FYI Article: "Sex-Offender Database Falls Short"

"Sex-Offender Database Falls Short" [from the Press Enterprise newspaper]

MEGAN'S LAW: A Web site listing the location of ex-convicts is often outdated or incomplete.


12:05 AM PDT on Tuesday, May 31, 2005



By SARAH BURGE / The Press-Enterprise
ADDRESS: www.meganslaw.ca.gov

What's on the site:

Name, age, photo, sex, race, physical description

Exact home addresses available for sexually violent predators and those convicted of two or more sex offenses in separate trials

Search by address, city, county, ZIP code or name

Searches proximity to schools and parks

What's not on the site:

About 25 percent of sex offenders not subject to public disclosure

When the offense was committed

Some sex offenders can apply to be removed from the site




Some Californians rely on the Megan's Law Web site to protect them from the more than 63,000 registered sex offenders living in the state.

They type in the cite address and it creates maps with blue squares indicating where the "most serious" sex offenders reside.

Since it was launched in December, the site has received more than 135 million hits, said Mariam Bedrosian, a spokeswoman for the California Attorney General's Office, which runs the database.

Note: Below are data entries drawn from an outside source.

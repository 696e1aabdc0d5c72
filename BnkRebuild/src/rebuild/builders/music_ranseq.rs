//! Music playlist containers
//!
//! Playlists are groups holding segments or other groups:
//!
//! ```text
//! item: playlist (sequence)
//!   item: segment A
//!   item: segment B
//!   item: playlist (random)
//!     item: segment C
//!     item: segment D
//! ```
//!
//! which may play on loop as ABC ABD ABC... (each group has its own loop).

use serde::Serialize;

use super::BuildCtx;
use crate::error::Result;
use crate::output::{GroupKind, PlaylistWriter, SegmentTransition};
use crate::rebuild::config::NodeConfig;
use crate::rebuild::node::{FieldRef, RebuiltNode};
use crate::rebuild::session::Rebuilder;
use crate::tree::{NodeId, NodeRef};

/// Playlist group mode (`eRSType`).
#[derive(Debug, Clone, Copy, PartialEq, Eq, Serialize)]
pub enum PlaylistMode {
    /// Plays all items, one after another.
    ContinuousSequence,
    /// Plays one item, the next one on the following loop.
    StepSequence,
    /// Plays random items until all are covered.
    ContinuousRandom,
    /// Plays one random item.
    StepRandom,
}

impl PlaylistMode {
    fn from_raw(value: i64) -> Option<Self> {
        match value {
            0 => Some(PlaylistMode::ContinuousSequence),
            1 => Some(PlaylistMode::StepSequence),
            2 => Some(PlaylistMode::ContinuousRandom),
            3 => Some(PlaylistMode::StepRandom),
            _ => None,
        }
    }

    /// Label of modes rendered with an approximation.
    fn approximation(self) -> Option<&'static str> {
        match self {
            PlaylistMode::StepSequence => Some("step-sequence as random"),
            PlaylistMode::ContinuousRandom => Some("continuous-random as sequence"),
            PlaylistMode::ContinuousSequence | PlaylistMode::StepRandom => None,
        }
    }
}

/// One playlist entry.
#[derive(Debug, Clone)]
pub enum PlaylistItem {
    Segment {
        node: NodeId,
        fields: Vec<FieldRef>,
        config: NodeConfig,
        /// 0 when unset.
        target: u32,
    },
    Group {
        node: NodeId,
        fields: Vec<FieldRef>,
        config: NodeConfig,
        mode: PlaylistMode,
        items: Vec<PlaylistItem>,
    },
}

#[derive(Debug, Clone)]
pub struct MusicRanSeqBody {
    pub items: Vec<PlaylistItem>,
}

pub(super) fn build_music_ranseq(ctx: &mut BuildCtx<'_, '_>) -> Result<MusicRanSeqBody> {
    ctx.build_audio_config()?;
    ctx.forbid_loop()?;
    ctx.build_transitions(false)?;
    ctx.build_stingers();

    let nplaylist = ctx.require("pPlayList")?;
    let items = build_playlist(ctx, nplaylist)?;
    Ok(MusicRanSeqBody { items })
}

fn build_playlist<'a>(
    ctx: &mut BuildCtx<'_, 'a>,
    nplaylist: NodeRef<'a>,
) -> Result<Vec<PlaylistItem>> {
    let mut items = Vec::new();
    for nitem in nplaylist.children() {
        let ntype = nitem.child("eRSType");
        // older versions have no type, only leaves are known
        let mode = match ntype.and_then(NodeRef::value_i64) {
            Some(-1) => None,
            Some(raw) => Some(
                PlaylistMode::from_raw(raw)
                    .ok_or_else(|| ctx.structural(format!("unknown playlist type {raw}")))?,
            ),
            None => {
                let nchildren = nitem.child("NumChildren").and_then(NodeRef::value_i64);
                if nchildren != Some(0) {
                    return Err(ctx.structural("unknown playlist type (old version?)"));
                }
                None
            }
        };

        let nloop = nitem.child("Loop");
        let config = NodeConfig {
            loop_count: nloop.and_then(NodeRef::value_i64),
            ..NodeConfig::default()
        };
        let fields: Vec<FieldRef> = [ntype, nloop]
            .into_iter()
            .flatten()
            .map(|n| FieldRef::Single(n.id()))
            .collect();

        let nsubplaylist = nitem.child("pPlayList").filter(|n| n.has_children());
        let nsegment = nitem.child("SegmentID");
        let item = match (mode, nsubplaylist, nsegment) {
            // groups without items and without a segment id stay (empty) groups
            (Some(mode), Some(_), _) | (Some(mode), None, None) => {
                if let Some(label) = mode.approximation() {
                    tracing::debug!("Playlist item in {} approximated ({label})", ctx.sid);
                    ctx.session.diagnostics_mut().record_approximation(label);
                }
                let items = match nsubplaylist {
                    Some(nsubplaylist) => build_playlist(ctx, nsubplaylist)?,
                    None => Vec::new(),
                };
                PlaylistItem::Group {
                    node: nitem.id(),
                    fields,
                    config,
                    mode,
                    items,
                }
            }
            _ => PlaylistItem::Segment {
                node: nitem.id(),
                fields,
                config,
                target: nsegment.and_then(NodeRef::value_u32).unwrap_or_default(),
            },
        };
        items.push(item);
    }
    Ok(items)
}

impl MusicRanSeqBody {
    pub(crate) fn render(
        &self,
        bnode: &RebuiltNode,
        session: &mut Rebuilder<'_>,
        writer: &mut dyn PlaylistWriter,
    ) -> Result<()> {
        if writer.params().is_empty() {
            writer.paths().add_stingers(&bnode.stingers);
        }

        // typically useless but may have volumes
        writer.group_single(&bnode.config);
        render_items(&self.items, session, writer)?;
        writer.group_done();
        Ok(())
    }
}

fn render_items(
    items: &[PlaylistItem],
    session: &mut Rebuilder<'_>,
    writer: &mut dyn PlaylistWriter,
) -> Result<()> {
    let tree = session.tree();
    for item in items {
        match item {
            PlaylistItem::Segment {
                node,
                fields,
                config,
                target,
            } => {
                writer.info_next(tree.node(*node)?, fields);
                let transition = SegmentTransition { play_before: false };
                writer.group(GroupKind::Single, 1, config, Some(&transition));
                session.process_next(*target, writer)?;
                writer.group_done();
            }
            PlaylistItem::Group {
                node,
                fields,
                config,
                mode,
                items,
            } => {
                writer.info_next(tree.node(*node)?, fields);
                // step-sequence and continuous-random are approximated
                match mode {
                    PlaylistMode::ContinuousSequence | PlaylistMode::ContinuousRandom => {
                        writer.group_sequence(items.len(), config);
                    }
                    PlaylistMode::StepSequence | PlaylistMode::StepRandom => {
                        writer.group_random(items.len(), config);
                    }
                }
                render_items(items, session, writer)?;
                writer.group_done();
            }
        }
        writer.info_done();
    }
    Ok(())
}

But most people don't realize that information on at least 20 percent of the offenders is outdated or incomplete.

In Riverside and San Bernardino counties, about 1,000 sex offenders out of 5,008 are in violation of their registration requirements.

The law requires registered sex offenders to check in with the local police department annually, transients every 30 days, and "sexually violent predators" every 90 days.

Some have registered but the information has not been updated; others have moved out of state; and others have died.

If a registered sex offender is not on parole or probation, and is intent on defying the law, it becomes very difficult to keep tabs on him or her, said Riverside County Supervising Deputy District Attorney Allison Nelson, who heads the child abuse and sexual-assault unit.

'Some Fall Through Cracks'

Tracking down unregistered sex offenders falls to police departments, many of which lack the money or the manpower to do the job.

Fontana police Sgt. William Megenney said his department joins in a multi-agency sweep every six months. During the last sweep, in March, police checked on about 60 sex offenders.

Megenney said the goal of the sweeps isn't to arrest people who aren't in compliance, but to motivate sex offenders to update their registrations.

Inevitably, Megenney said, "Some of them fall through the cracks. Then we go out and look for them."

The Fontana department has two detectives who keep track of the 223 registered sex offenders in the city. They also investigate child abuse and sexual-assault cases.

Fontana police Detective Tom Yarrington said, "What everyone needs to keep in mind is it's not meant to be a punishment." Sex-offender registration is "a way to monitor them and protect the citizenry," he said.

Yarrington said the department gets frequent phone calls from people who are frightened about sex offenders in their neighborhoods.

"As long as they seem to be compliant," Yarrington said, "there's not much we can do."

Yarrington said arrests made as a result of tips from the public have quadrupled since the site was launched.

Occasionally police do random checks on registered sex offenders who are in compliance. It depends on the offender, Yarrington said.

"We know the ones who are the real threat. There's very few of them that we actually need to strictly monitor."

Lt. Cynthia Wait of the Temecula Police Department said registered sex offenders are such a "hot topic" that the department devotes a full-time officer to oversee the 43 that live in the city.

Outraged Mead Valley residents have been protesting the release of a paroled rapist in their community earlier this month.

Emergency Law Passed

The Riverside County Board of Supervisors last Tuesday passed an emergency law that restricts paroled sex offenders in unincorporated areas from living within 1½ miles of where children gather.

Janet Neeley, legal adviser for the Megan's Law Web site, said the site was not intended to drive people out of town and underground.

That, she said, would defeat the purpose of having a registry.

Nelson, a Riverside County deputy district attorney, agreed.

"When (neighbors) manage to drive one of these sex offenders away, they feel that they've won," she said.

The risk is that sex offenders will end up homeless if neighbors continue to drive them away and that will make it even more difficult to keep track of them, she said.

Jackie Flores, 43, a kindergarten teacher at Grant Elementary School in Riverside, which is near where a sex offender was arrested recently, said, "That was very scary for us."

Flores said she knows about the Megan's Law Web site, but doesn't look at it.

"There are weirdos everywhere. We live in a big metropolitan area. I would really rather not know," said Flores, who has two teenage daughters. "I feel, as a parent -- I talk to my own children -- I don't think I need to go on a Web site."

"I would be upset if I knew someone was living down the street," Flores said. "But they have to live somewhere.

"Some people say they should all be castrated," Flores said. "Other countries do that. But we're not supposed to do that kind of thing," she said, and shrugged. "Right?"